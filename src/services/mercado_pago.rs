use crate::config::settings::Settings;
use crate::models::donation::DonationAmount;
use crate::models::payment::{
    CheckoutMethod, DonationTotal, GatewayError, HostedCheckout, InstantPayment,
    PaymentArtifact, PaymentError,
};
use async_trait::async_trait;
use reqwest::{Client, RequestBuilder, Response};
use rust_decimal::Decimal;
use serde::de::DeserializeOwned;
use serde::{Deserialize, Serialize};
use tracing::{info, warn};
use uuid::Uuid;

const SEARCH_PAGE_SIZE: u64 = 100;

/// Boundary to the payment provider. Implementations must refuse amounts
/// that are `<= 0` once rounded to cents, without touching the network.
#[async_trait]
pub trait PaymentGateway: Send + Sync {
    async fn create_hosted_checkout(
        &self,
        amount: Decimal,
        description: &str,
    ) -> Result<HostedCheckout, PaymentError>;

    async fn create_instant_payment(
        &self,
        amount: Decimal,
        description: &str,
    ) -> Result<InstantPayment, PaymentError>;

    async fn donation_total(&self, campaign_reference: &str) -> Result<DonationTotal, PaymentError>;

    async fn create(
        &self,
        method: CheckoutMethod,
        amount: Decimal,
        description: &str,
    ) -> Result<PaymentArtifact, PaymentError> {
        match method {
            CheckoutMethod::Hosted => self
                .create_hosted_checkout(amount, description)
                .await
                .map(PaymentArtifact::from),
            CheckoutMethod::Instant => self
                .create_instant_payment(amount, description)
                .await
                .map(PaymentArtifact::from),
        }
    }
}

#[derive(Debug, Clone)]
pub struct MercadoPagoConfig {
    pub access_token: String,
    pub api_base_url: String,
    pub campaign_reference: String,
    pub success_url: String,
    pub failure_url: String,
    pub pending_url: String,
}

impl From<&Settings> for MercadoPagoConfig {
    fn from(settings: &Settings) -> Self {
        Self {
            access_token: settings.mp_access_token.clone(),
            api_base_url: settings.mp_api_base_url.clone(),
            campaign_reference: settings.campaign_reference.clone(),
            success_url: settings.back_url("sucesso"),
            failure_url: settings.back_url("falha"),
            pending_url: settings.back_url("pendente"),
        }
    }
}

#[derive(Debug, Serialize)]
struct PreferenceItem<'a> {
    id: &'a str,
    title: &'a str,
    quantity: u32,
    #[serde(with = "rust_decimal::serde::float")]
    unit_price: Decimal,
    currency_id: &'a str,
}

#[derive(Debug, Serialize)]
struct BackUrls<'a> {
    success: &'a str,
    failure: &'a str,
    pending: &'a str,
}

#[derive(Debug, Serialize)]
struct PreferenceRequest<'a> {
    items: Vec<PreferenceItem<'a>>,
    back_urls: BackUrls<'a>,
    external_reference: &'a str,
}

#[derive(Debug, Deserialize)]
struct PreferenceResponse {
    id: String,
    init_point: Option<String>,
}

#[derive(Debug, Serialize)]
struct Payer {
    email: String,
}

#[derive(Debug, Serialize)]
struct PixPaymentRequest<'a> {
    #[serde(with = "rust_decimal::serde::float")]
    transaction_amount: Decimal,
    description: &'a str,
    payment_method_id: &'a str,
    payer: Payer,
    external_reference: &'a str,
}

#[derive(Debug, Deserialize)]
struct TransactionData {
    qr_code: Option<String>,
    qr_code_base64: Option<String>,
}

#[derive(Debug, Deserialize)]
struct PointOfInteraction {
    transaction_data: Option<TransactionData>,
}

#[derive(Debug, Deserialize)]
struct PixPaymentResponse {
    id: serde_json::Value,
    point_of_interaction: Option<PointOfInteraction>,
}

#[derive(Debug, Deserialize)]
struct SearchResult {
    transaction_amount: Option<Decimal>,
}

#[derive(Debug, Deserialize)]
struct Paging {
    total: u64,
}

#[derive(Debug, Deserialize)]
struct SearchResponse {
    #[serde(default)]
    results: Vec<SearchResult>,
    paging: Paging,
}

pub struct MercadoPagoGateway {
    client: Client,
    config: MercadoPagoConfig,
}

impl MercadoPagoGateway {
    pub fn new(config: MercadoPagoConfig, client: Client) -> Self {
        Self { client, config }
    }

    pub fn from_settings(settings: &Settings) -> Result<Self, PaymentError> {
        let client = Client::builder()
            .timeout(settings.gateway_timeout())
            .build()?;

        Ok(Self::new(MercadoPagoConfig::from(settings), client))
    }

    fn url(&self, path: &str) -> String {
        format!("{}{}", self.config.api_base_url, path)
    }

    fn authorized(&self, request: RequestBuilder) -> RequestBuilder {
        request.bearer_auth(&self.config.access_token)
    }

    async fn read_json<T: DeserializeOwned>(response: Response) -> Result<T, PaymentError> {
        let status = response.status();
        if !status.is_success() {
            let body = response.text().await.unwrap_or_default();
            warn!("Mercado Pago answered {}: {}", status, body);
            return Err(GatewayError::Rejected {
                status: status.as_u16(),
                body,
            }
            .into());
        }

        Ok(response.json::<T>().await?)
    }
}

#[async_trait]
impl PaymentGateway for MercadoPagoGateway {
    async fn create_hosted_checkout(
        &self,
        amount: Decimal,
        description: &str,
    ) -> Result<HostedCheckout, PaymentError> {
        let amount = DonationAmount::new(amount)?;

        let body = PreferenceRequest {
            items: vec![PreferenceItem {
                id: &self.config.campaign_reference,
                title: description,
                quantity: 1,
                unit_price: amount.to_provider(),
                currency_id: "BRL",
            }],
            back_urls: BackUrls {
                success: &self.config.success_url,
                failure: &self.config.failure_url,
                pending: &self.config.pending_url,
            },
            external_reference: &self.config.campaign_reference,
        };

        let response = self
            .authorized(self.client.post(self.url("/checkout/preferences")))
            .json(&body)
            .send()
            .await?;
        let preference: PreferenceResponse = Self::read_json(response).await?;

        let redirect_url = preference.init_point.ok_or_else(|| {
            GatewayError::MalformedResponse("preference without init_point".to_string())
        })?;

        info!("Created checkout preference {} for {}", preference.id, amount.value());

        Ok(HostedCheckout {
            id: preference.id,
            redirect_url,
        })
    }

    async fn create_instant_payment(
        &self,
        amount: Decimal,
        description: &str,
    ) -> Result<InstantPayment, PaymentError> {
        let amount = DonationAmount::new(amount)?;

        let body = PixPaymentRequest {
            transaction_amount: amount.to_provider(),
            description,
            payment_method_id: "pix",
            payer: Payer {
                email: format!("doador-{}@example.com", Uuid::new_v4().simple()),
            },
            external_reference: &self.config.campaign_reference,
        };

        let response = self
            .authorized(self.client.post(self.url("/v1/payments")))
            .header("X-Idempotency-Key", Uuid::new_v4().to_string())
            .json(&body)
            .send()
            .await?;
        let payment: PixPaymentResponse = Self::read_json(response).await?;

        let transaction_data = payment
            .point_of_interaction
            .and_then(|poi| poi.transaction_data)
            .ok_or_else(|| {
                GatewayError::MalformedResponse("PIX payment without transaction data".to_string())
            })?;

        let (Some(copy_paste_code), Some(qr_code_base64)) =
            (transaction_data.qr_code, transaction_data.qr_code_base64)
        else {
            return Err(GatewayError::MalformedResponse(
                "PIX transaction data without QR code".to_string(),
            )
            .into());
        };

        let payment_id = match payment.id {
            serde_json::Value::String(id) => id,
            other => other.to_string(),
        };

        info!("Created PIX payment {} for {}", payment_id, amount.value());

        Ok(InstantPayment {
            payment_id,
            qr_code_image_data_uri: format!("data:image/jpeg;base64,{}", qr_code_base64),
            copy_paste_code,
        })
    }

    async fn donation_total(&self, campaign_reference: &str) -> Result<DonationTotal, PaymentError> {
        let mut total = Decimal::ZERO;
        let mut count = 0u64;
        let mut offset = 0u64;

        loop {
            let response = self
                .authorized(self.client.get(self.url("/v1/payments/search")))
                .query(&[
                    ("external_reference", campaign_reference.to_string()),
                    ("status", "approved".to_string()),
                    ("limit", SEARCH_PAGE_SIZE.to_string()),
                    ("offset", offset.to_string()),
                ])
                .send()
                .await?;
            let page: SearchResponse = Self::read_json(response).await?;

            if page.results.is_empty() {
                break;
            }

            offset += page.results.len() as u64;
            for result in page.results {
                total += result.transaction_amount.unwrap_or_default();
                count += 1;
            }

            if offset >= page.paging.total {
                break;
            }
        }

        Ok(DonationTotal { total, count })
    }
}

* * * * * * *

Your instructions: Retype the first line of the entries and every line after it, please, through the line that contains "must refuse amounts". Add nothing.

Result below:
filename src/services/mercado_pago.rs
use crate::config::settings::Settings;
use crate::models::donation::DonationAmount;
use crate::models::payment::{
    CheckoutMethod, DonationTotal, GatewayError, HostedCheckout, InstantPayment,
    PaymentArtifact, PaymentError,
};
use async_trait::async_trait;
use reqwest::{Client, RequestBuilder, Response};
use rust_decimal::Decimal;
use serde::de::DeserializeOwned;
use serde::{Deserialize, Serialize};
use tracing::{info, warn};
use uuid::Uuid;

const SEARCH_PAGE_SIZE: u64 = 100;

/// Boundary to the payment provider. Implementations must refuse amounts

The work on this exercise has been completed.